Generally they actually don't raise this as a pain point, teams tend to be
quite self sufficient in this regard and rely on things like
[https://flywaydb.org/](https://flywaydb.org/) to deal with it.

From our PoV, at this point this type of feature would be in the high cost /
low impact quadrant. Not because it doesn't make sense, on the contrary. It's
just that it falls at a later stage of maturity than we're at
organisationally. As I mentioned, Adevinta is an extreme case of sprawl. To
invest productively in "a fully managed relational db with data/schema
migrations" we'd need a certain degree of consensus on which db should we
support. We don't have that luxury. Even more: we'd also need some form of
consensus on "this is how you deploy and release software" which there isn't
either (do you do proper CD? is there a manual judgement? are there
deployments to a PRE/Staging env? ..). This heterogeneity greatly limits our
impact (sprawl reduces the potential surface of impact for any decision we
make) so we focus on areas where we can avoid this problem (e.g. everyone buys
cloud, containers...). But also, as I said above, data/schema migrations is
actually not a pain point teams complain about frequently.

------
Pirate-of-SV
Spot on!

Resonates very well with me, working at a scale up in a "platform team".

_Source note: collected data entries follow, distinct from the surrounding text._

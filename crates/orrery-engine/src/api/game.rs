use glam::Vec2;

use crate::api::error::OrreryResult;
use crate::api::types::GameEvent;
use crate::core::registry::PickedTarget;
use crate::core::scene::Scene;
use crate::input::queue::InputQueue;
use crate::renderer::camera::Camera3D;
use crate::systems::lighting::LightState;

/// Event kind emitted when the hovered body changes. `a` = node index or -1.
pub const EVENT_HOVER: f32 = 1.0;

/// Configuration for the engine, provided by the game.
#[derive(Debug, Clone)]
pub struct GameConfig {
    /// Fixed timestep in seconds (default: 1/60).
    pub fixed_dt: f32,
    /// Most ticks run for a single frame (default: 10).
    pub max_steps_per_frame: u32,
    /// Maximum number of render instances (default: 12288).
    pub max_instances: usize,
    /// Maximum number of point lights (default: 4).
    pub max_lights: usize,
    /// Maximum number of game events per frame (default: 32).
    pub max_events: usize,
}

impl Default for GameConfig {
    fn default() -> Self {
        Self {
            fixed_dt: 1.0 / 60.0,
            max_steps_per_frame: 10,
            max_instances: 12288,
            max_lights: 4,
            max_events: 32,
        }
    }
}

/// The core contract every game must fulfill.
pub trait Game {
    /// Return engine configuration. Called once before init.
    fn config(&self) -> GameConfig {
        GameConfig::default()
    }

    /// Build the scene. An error here aborts startup.
    fn init(&mut self, ctx: &mut EngineContext) -> OrreryResult<()>;

    /// One fixed tick: consume input, move bodies, update trails.
    /// World transforms are refreshed by the runner afterwards.
    fn update(&mut self, ctx: &mut EngineContext, input: &InputQueue);

    /// What is under the pointer, at NDC coordinates. Read-only and called
    /// between ticks, so repeated calls without a tick agree.
    fn pointer_query(&self, _ctx: &EngineContext, _ndc: Vec2) -> Option<PickedTarget> {
        None
    }
}

/// Mutable access to engine state, passed to Game::init and Game::update.
pub struct EngineContext {
    pub scene: Scene,
    pub camera: Camera3D,
    pub lights: LightState,
    pub events: Vec<GameEvent>,
    /// Index of the tick being run (0 during init).
    pub tick: u64,
}

impl EngineContext {
    pub fn new() -> Self {
        Self {
            scene: Scene::new(),
            camera: Camera3D::default(),
            lights: LightState::new(),
            events: Vec::new(),
            tick: 0,
        }
    }

    /// Size the arenas from the game's configuration.
    pub fn with_config(config: &GameConfig) -> Self {
        Self {
            scene: Scene::with_capacity(config.max_instances),
            lights: LightState::with_capacity(config.max_lights),
            events: Vec::with_capacity(config.max_events),
            ..Self::new()
        }
    }

    /// Emit a game event to be forwarded to TypeScript.
    pub fn emit_event(&mut self, event: GameEvent) {
        self.events.push(event);
    }

    /// Clear per-frame transient data.
    pub fn clear_frame_data(&mut self) {
        self.events.clear();
    }
}

impl Default for EngineContext {
    fn default() -> Self {
        Self::new()
    }
}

Business wise we're set to out engineer competition. Biggest challenges are
definitely to get engineers on board on training and transitioning into new
"cool" technology. Should we help highly skilled advanced teams run fast or
focus on getting everyone on board the cloud native train?

------
brujoand
Nice write-up Galo! As an ex-Deliveriarian I really enjoyed working this way,
and the timing is perfect as I’m trying to set up a similar but way smaller
PaaS. I’ll be borrowing this text :D

------
marmaduke
as a one person platform team (bare metal cluster + hpc resources); this
article while super impressive gave me a kind of anxiety attack. I can barely
keep the fires out and geez, look how much better it could be. There's hope
for some at least.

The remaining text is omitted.